Billboards and bus stop placards would, at first glance, seem like the least measurable forms of advertising around, and thus negligible in an era when marketers expect to be able to measure the effectiveness of their ads down to how much they contributed to sales lift.
OOH isn’t strictly analog anymore, though. The proliferation of digital billboards have made it easier to execute OOH campaigns. Marketers can now buy OOH space across the country from a single media buying platform, instead of having to broker deals with each individual billboard operator. And OOH can now be measured beyond brand lift. Sophisticated data gathering methods have allowed marketers to measure OOH in terms of outcomes.
Measuring OOH starts with using mobile location data to determine whether consumers were exposed to an OOH display. These consumers are then retargeted on other digital channels, using mobile ad IDs and identity matching from first- and third-party data sources, where they are pushed further down the purchase funnel.
“When we look at audiences exposed to OOH, they typically perform better than purely digital audiences,” Binder says. “OOH helps improve outcomes and performance in general.”
Tyler Tinker, director of analytics at AdQuick, a platform for buying and measuring OOH ads, reports similarly positive results, saying that, accoridng to the firm’s media mix modeling studies, OOH ads generally deliver a $2.49 return on every $1 spent. This in part due to the low cost — CPMs for OOH ads are often less than $2.50.
But it’s also because OOH advertising allows for some happy accidents. That OOH ads exist in the real world, where anyone can stumble upon them, also creates opportunities that hypertargeted digital campaigns can’t provide. “You’re going to get impressions from folks who aren’t in your target audience,” says Tinker. These can help brands increase awareness and bring new consumers into their marketing funnels.

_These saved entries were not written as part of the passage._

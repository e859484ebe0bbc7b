use crate::domain::ports::Storage;
use crate::utils::error::Result;
use std::path::{Path, PathBuf};

#[derive(Debug, Clone)]
pub struct LocalStorage {
    base_path: PathBuf,
}

impl LocalStorage {
    pub fn new(base_path: impl Into<PathBuf>) -> Self {
        Self {
            base_path: base_path.into(),
        }
    }

    pub fn base_path(&self) -> &Path {
        &self.base_path
    }
}

impl Storage for LocalStorage {
    async fn write_file(&self, path: &str, data: &[u8]) -> Result<()> {
        let full_path = self.base_path.join(path);

        if let Some(parent) = full_path.parent() {
            tokio::fs::create_dir_all(parent).await?;
        }

        tokio::fs::write(full_path, data).await?;
        Ok(())
    }

    fn location(&self, path: &str) -> String {
        self.base_path.join(path).to_string_lossy().into_owned()
    }
}

#[cfg(test)]
mod tests {
    use super::*;
    use tempfile::TempDir;

    #[tokio::test]
    async fn test_write_creates_missing_directories() {
        let temp_dir = TempDir::new().unwrap();
        let storage = LocalStorage::new(temp_dir.path().join("nested").join("output"));

        storage.write_file("note.txt.json", b"{}").await.unwrap();

        let written = temp_dir.path().join("nested/output/note.txt.json");
        assert_eq!(std::fs::read_to_string(&written).unwrap(), "{}");
        assert_eq!(storage.location("note.txt.json"), written.to_string_lossy());
    }
}
use std::process::ExitCode;

use resample16::cli::{self, Command, USAGE, VersionInfo};
use resample16::common::errors::CliError;
use resample16::common::logger;
use resample16::configs::Config;

fn run() -> Result<(), CliError> {
    let args = match cli::parse(std::env::args().skip(1))? {
        Command::Version => {
            println!("{}", cli::version_text(&VersionInfo::default()));
            return Ok(());
        }
        Command::Convert(args) => args,
    };

    let config = Config::load().map_err(|e| CliError::Settings(e.to_string()))?;
    logger::init(config.logging.as_ref(), args.terse);

    cli::run(&args, &config)?;
    Ok(())
}

fn main() -> ExitCode {
    match run() {
        Ok(()) => ExitCode::SUCCESS,
        Err(e) => {
            eprintln!("\n*** resample: {e}");
            if matches!(e, CliError::Usage(_)) {
                eprint!("{USAGE}");
            }
            ExitCode::FAILURE
        }
    }
}
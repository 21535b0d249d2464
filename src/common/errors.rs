use thiserror::Error;

/// Construction-time failures. No partial resampler is ever produced.
#[derive(Error, Debug, Clone, PartialEq)]
pub enum ConfigError {
    #[error("conversion ratio must be a positive finite number, got {0}")]
    InvalidRatio(f64),

    #[error("unknown quality selector '{0}' (expected b, l, m or custom)")]
    UnknownQuality(String),

    #[error("custom quality selected but no filter table was supplied")]
    MissingCustomTable,

    #[error("invalid filter table: {0}")]
    InvalidTable(String),

    #[error("filter wing reaches {reach} frames but the overlap only covers {xoff}")]
    WingReach { reach: usize, xoff: usize },
}

/// Per-call failures of `Resampler::process`. State is left untouched.
#[derive(Error, Debug, Clone, Copy, PartialEq, Eq)]
pub enum PreconditionError {
    #[error("input block of {frames} frames is shorter than the {required} frames required")]
    BlockTooShort { frames: usize, required: usize },

    #[error("input holds {samples} samples, which is not a whole number of stereo frames")]
    PartialFrame { samples: usize },
}

/// Unified resampler errors.
#[derive(Error, Debug)]
pub enum ResampleError {
    #[error("Config: {0}")]
    Config(#[from] ConfigError),

    #[error("failed to allocate an overlap buffer of {samples} samples")]
    Allocation { samples: usize },
}

/// WAV container errors.
#[derive(Error, Debug)]
pub enum WavError {
    #[error("I/O: {0}")]
    Io(#[from] std::io::Error),

    #[error("missing RIFF/WAVE signature")]
    NotRiff,
}

/// Failures while streaming a file through the resampler.
#[derive(Error, Debug)]
pub enum PipelineError {
    #[error("WAV: {0}")]
    Wav(#[from] WavError),

    #[error("Precondition: {0}")]
    Precondition(#[from] PreconditionError),
}

/// Filter-file loading errors.
#[derive(Error, Debug)]
pub enum FilterFileError {
    #[error("failed to read filter file {path}: {source}")]
    Io {
        path: String,
        #[source]
        source: std::io::Error,
    },

    #[error("failed to parse filter file {path}: {source}")]
    Parse {
        path: String,
        #[source]
        source: toml::de::Error,
    },

    #[error("filter file {0} needs either an `imp` table or a [design] section")]
    Incomplete(String),

    #[error(transparent)]
    Table(#[from] ConfigError),
}

/// Errors surfaced by the command-line front end. All map to exit code 1.
#[derive(Error, Debug)]
pub enum CliError {
    #[error("{0}")]
    Usage(String),

    #[error("Resample: {0}")]
    Resample(#[from] ResampleError),

    #[error("Config: {0}")]
    Config(#[from] ConfigError),

    #[error("WAV: {0}")]
    Wav(#[from] WavError),

    #[error("Filter: {0}")]
    Filter(#[from] FilterFileError),

    #[error(transparent)]
    Pipeline(#[from] PipelineError),

    #[error("Settings: {0}")]
    Settings(String),

    #[error("Rate: {0}")]
    Rate(String),

    #[error("cannot open {path}: {source}")]
    Open {
        path: String,
        #[source]
        source: std::io::Error,
    },
}
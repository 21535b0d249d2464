use serde::{Deserialize, Serialize};

#[derive(Debug, Deserialize, Serialize, Clone, Default, PartialEq, Eq)]
pub struct LoggingConfig {
    pub level: Option<String>,
    pub filters: Option<String>,
}
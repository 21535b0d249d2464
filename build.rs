use std::{fs, path::Path, process::Command};

fn main() {
  // Tell Cargo to rerun this script if git state changes
  println!("cargo:rerun-if-changed=.git/HEAD");
  if Path::new(".git/refs/heads").exists() {
    println!("cargo:rerun-if-changed=.git/refs/heads");
  }

  let git_info = get_git_info();

  let short = git_info.commit.get(..7).unwrap_or(&git_info.commit);
  println!("cargo:rustc-env=GIT_BRANCH={}", git_info.branch);
  println!("cargo:rustc-env=GIT_COMMIT={}", git_info.commit);
  println!("cargo:rustc-env=GIT_COMMIT_SHORT={}", short);
}

struct GitInfo {
  branch: String,
  commit: String,
}

fn git(args: &[&str]) -> Option<String> {
  let output = Command::new("git").args(args).output().ok()?;
  if !output.status.success() {
    return None;
  }
  Some(String::from_utf8_lossy(&output.stdout).trim().to_string())
}

fn get_git_info() -> GitInfo {
  let mut info = GitInfo {
    branch: git(&["rev-parse", "--abbrev-ref", "HEAD"]).unwrap_or_else(|| "unknown".to_string()),
    commit: git(&["rev-parse", "HEAD"]).unwrap_or_else(|| "unknown".to_string()),
  };

  // Fallback to manual parsing if still unknown
  if info.commit == "unknown" || info.branch == "unknown" {
    if let Ok(head) = fs::read_to_string(".git/HEAD") {
      if head.starts_with("ref: ") {
        let ref_path = head.trim_start_matches("ref: ").trim();
        info.branch = ref_path.rsplit('/').next().unwrap_or("unknown").to_string();

        let full_ref_path = format!(".git/{}", ref_path);
        if let Ok(commit) = fs::read_to_string(full_ref_path) {
          info.commit = commit.trim().to_string();
        }
      } else {
        info.commit = head.trim().to_string();
      }
    }
  }

  info
}
//! Kaiser-windowed low-pass design for half-impulse-response filter tables.
//!
//! The table holds one wing of a symmetric impulse response sampled `NPC`
//! times per zero crossing, quantized to `NH` bits, together with the
//! unity-gain scale that restores the DC gain after the fixed-point kernels.

use std::f64::consts::PI;

use crate::audio::constants::{IZERO_EPSILON, NH, NLPSCL, NPC};
use crate::common::errors::ConfigError;

/// Quantized output of [`design`].
#[derive(Debug, Clone, PartialEq)]
pub struct DesignedFilter {
    pub imp: Vec<i16>,
    pub imp_d: Vec<i16>,
    pub lp_scl: u16,
}

/// Zeroth-order modified Bessel function of the first kind.
fn izero(x: f64) -> f64 {
    let half = x / 2.0;
    let mut sum = 1.0;
    let mut term = 1.0;
    let mut n = 1.0;
    loop {
        let t = half / n;
        n += 1.0;
        term *= t * t;
        sum += term;
        if term < IZERO_EPSILON * sum {
            return sum;
        }
    }
}

/// Ideal low-pass at `cutoff` (fraction of the sample rate), windowed by a
/// Kaiser window of shape `beta`. The last window value is `1/I0(beta)`, not
/// zero: the window is truncated, not ramped.
fn kaiser_lowpass(len: usize, cutoff: f64, beta: f64) -> Vec<f64> {
    let mut c = Vec::with_capacity(len);
    c.push(2.0 * cutoff);
    for i in 1..len {
        let x = PI * i as f64 / NPC as f64;
        c.push((2.0 * x * cutoff).sin() / x);
    }

    let inv_i0_beta = 1.0 / izero(beta);
    let inv_span = 1.0 / (len - 1) as f64;
    for (i, coeff) in c.iter_mut().enumerate().skip(1) {
        let t = i as f64 * inv_span;
        let arg = (1.0 - t * t).max(0.0);
        *coeff *= izero(beta * arg.sqrt()) * inv_i0_beta;
    }
    c
}

/// Coefficient differences used for sub-tap interpolation. The last
/// coefficient interpolates towards zero. Every step must fit in an `i16`.
pub fn differences(imp: &[i16]) -> Result<Vec<i16>, ConfigError> {
    let step = |i: usize, from: i16, to: i16| {
        i16::try_from(i32::from(to) - i32::from(from)).map_err(|_| {
            ConfigError::InvalidTable(format!(
                "step from coefficient {i} ({from}) to {to} does not fit in 16 bits"
            ))
        })
    };

    let mut imp_d = Vec::with_capacity(imp.len());
    for (i, w) in imp.windows(2).enumerate() {
        imp_d.push(step(i, w[0], w[1])?);
    }
    if let Some(&last) = imp.last() {
        imp_d.push(step(imp.len() - 1, last, 0)?);
    }
    Ok(imp_d)
}

/// Design a table for a filter `nmult` taps long with the given rolloff
/// (fraction of Nyquist) and Kaiser `beta`.
pub fn design(nmult: u16, rolloff: f64, beta: f64) -> Result<DesignedFilter, ConfigError> {
    if nmult < 3 || nmult % 2 == 0 {
        return Err(ConfigError::InvalidTable(format!(
            "filter length must be an odd number of taps >= 3, got {nmult}"
        )));
    }
    if !(rolloff > 0.0 && rolloff <= 1.0) {
        return Err(ConfigError::InvalidTable(format!(
            "rolloff must lie in (0, 1], got {rolloff}"
        )));
    }
    if !(beta.is_finite() && beta >= 0.0) {
        return Err(ConfigError::InvalidTable(format!(
            "kaiser beta must be finite and non-negative, got {beta}"
        )));
    }

    let nwing = NPC * (usize::from(nmult) - 1) / 2;
    if nwing > usize::from(u16::MAX) {
        return Err(ConfigError::InvalidTable(format!(
            "{nmult} taps need {nwing} table entries, more than a table can index"
        )));
    }

    let mut c = kaiser_lowpass(nwing, 0.5 * rolloff, beta);

    let dc_gain = 2.0 * c.iter().step_by(NPC).skip(1).sum::<f64>() + c[0];
    let max_h = c.iter().fold(0.0f64, |m, v| m.max(v.abs()));

    let mut scl = f64::from((1u32 << (NH - 1)) - 1) / max_h;
    let lp_scl = (f64::from(1u32 << (NLPSCL + NH)) / (dc_gain * scl)).abs();
    if !lp_scl.is_finite() || lp_scl >= f64::from(1u32 << 16) {
        return Err(ConfigError::InvalidTable(format!(
            "unity-gain scale {lp_scl:.1} does not fit in 16 bits"
        )));
    }

    if c[0] < 0.0 {
        scl = -scl;
    }
    for v in c.iter_mut() {
        *v *= scl;
    }
    let imp: Vec<i16> = c.iter().map(|v| (v + 0.5) as i16).collect();
    let imp_d = differences(&imp)?;

    Ok(DesignedFilter {
        imp,
        imp_d,
        lp_scl: lp_scl as u16,
    })
}

#[cfg(test)]
mod tests {
    use super::*;

    #[test]
    fn izero_matches_known_values() {
        assert!((izero(0.0) - 1.0).abs() < 1e-15);
        assert!((izero(1.0) - 1.266_065_877_752_008_4).abs() < 1e-12);
        assert!((izero(6.0) - 67.234_406_976_477_97).abs() < 1e-9);
    }

    #[test]
    fn low_table_shape() {
        let f = design(13, 0.80, 6.0).expect("low design");
        assert_eq!(f.imp.len(), 1536);
        assert_eq!(f.imp_d.len(), 1536);
        // Peak coefficient maps to the 16-bit maximum.
        assert_eq!(f.imp[0], 32767);
        assert!(f.imp.iter().all(|&c| c <= f.imp[0]));
        // Close to the classic 13-tap table's scale of 13128.
        assert!((13_000..13_300).contains(&f.lp_scl), "lp_scl = {}", f.lp_scl);
    }

    #[test]
    fn differences_are_consistent() {
        let f = design(21, 0.85, 7.0).expect("medium design");
        for i in 0..f.imp.len() - 1 {
            assert_eq!(
                i32::from(f.imp[i]) + i32::from(f.imp_d[i]),
                i32::from(f.imp[i + 1])
            );
        }
        assert_eq!(f.imp_d[f.imp.len() - 1], -f.imp[f.imp.len() - 1]);
    }

    #[test]
    fn differences_reject_steps_wider_than_16_bits() {
        assert_eq!(differences(&[3, 1]).unwrap(), vec![-2, -1]);
        assert!(matches!(
            differences(&[-20_000, 20_000]),
            Err(ConfigError::InvalidTable(_))
        ));
        // Interpolating the last coefficient towards zero overflows too.
        assert!(matches!(differences(&[i16::MIN]), Err(ConfigError::InvalidTable(_))));
    }

    #[test]
    fn rejects_bad_parameters() {
        assert!(matches!(design(12, 0.8, 6.0), Err(ConfigError::InvalidTable(_))));
        assert!(matches!(design(1, 0.8, 6.0), Err(ConfigError::InvalidTable(_))));
        assert!(matches!(design(13, 0.0, 6.0), Err(ConfigError::InvalidTable(_))));
        assert!(matches!(design(13, 1.5, 6.0), Err(ConfigError::InvalidTable(_))));
        assert!(matches!(design(13, 0.8, f64::NAN), Err(ConfigError::InvalidTable(_))));
    }
}
use std::path::Path;

use serde::{Deserialize, Serialize};
use tracing::debug;

use crate::audio::resample::FilterTable;
use crate::audio::resample::design;
use crate::common::errors::{ConfigError, FilterFileError};

/// A filter table stored as TOML, either as explicit coefficients or as
/// Kaiser design parameters.
///
/// ```toml
/// nmult = 13
/// lp_scl = 13123
/// imp = [32767, 32766, ...]
/// ```
///
/// ```toml
/// nmult = 17
///
/// [design]
/// rolloff = 0.9
/// beta = 8.0
/// ```
#[derive(Debug, Deserialize, Serialize, Clone, PartialEq)]
pub struct FilterFile {
    pub nmult: u16,
    pub nwing: Option<u16>,
    pub imp: Option<Vec<i16>>,
    pub imp_d: Option<Vec<i16>>,
    pub lp_scl: Option<u16>,
    pub design: Option<DesignParams>,
}

#[derive(Debug, Deserialize, Serialize, Clone, Copy, PartialEq)]
pub struct DesignParams {
    pub rolloff: f64,
    pub beta: f64,
}

impl FilterFile {
    pub fn load(path: &Path) -> Result<FilterTable, FilterFileError> {
        let name = path.display().to_string();
        let text = std::fs::read_to_string(path).map_err(|source| FilterFileError::Io {
            path: name.clone(),
            source,
        })?;
        let file: FilterFile = toml::from_str(&text).map_err(|source| FilterFileError::Parse {
            path: name.clone(),
            source,
        })?;

        let table = file.into_table(&name)?;
        debug!("Loaded filter table from {}: {:?}", name, table);
        Ok(table)
    }

    pub fn into_table(self, name: &str) -> Result<FilterTable, FilterFileError> {
        match (self.imp, self.lp_scl, self.design) {
            (Some(imp), Some(lp_scl), _) => {
                let imp_d = match self.imp_d {
                    Some(imp_d) => imp_d,
                    None => design::differences(&imp)?,
                };
                let nwing = match self.nwing {
                    Some(n) => n,
                    None => u16::try_from(imp.len()).map_err(|_| {
                        ConfigError::InvalidTable(format!("{} coefficients in {name}", imp.len()))
                    })?,
                };
                Ok(FilterTable::new(nwing, self.nmult, imp, imp_d, lp_scl)?)
            }
            (None, _, Some(DesignParams { rolloff, beta })) => {
                Ok(FilterTable::design(self.nmult, rolloff, beta)?)
            }
            _ => Err(FilterFileError::Incomplete(name.to_string())),
        }
    }
}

Christina Radigan, Chief Research Officer at OUTFRONT, a company that controls more than 500,000 OOH display canvases across the country, pointed to two recent client success stories as examples of OOH’s power and appeal. Consumers who saw billboard ads for a popular weight loss drug brand were twice as likely to visit the brand’s website, and a beer brand saw an 8 percent sales lift from consumers who saw its billboards.
Both buyers and sellers agree that, while measurement is important, OOH’s growth is largely a function of its analog appeal.
“Consumers don’t want to be as inundated with media as they have been in the immediate past,” Binder says. “OOH allows you to engage with users in a less pushy way.” Binder cites the unexpected resurgence of dumb phones as proof of consumers’ exasperation with being bombarded with media.
OOH is looking for ways to further integrate into the digital media ecosystem. Radigan says OUTFRONT is looking to partner with retail media networks, such that a consumer-packaged goods brand can coordinate its in-store advertising with the billboards shoppers might see on their drive to the grocery store.
The appeal of OOH will remain its physical nature, however. “Consumers really trust OOH,” Radigan says. “They trust what’s tangible — what they can see, what they can feel.”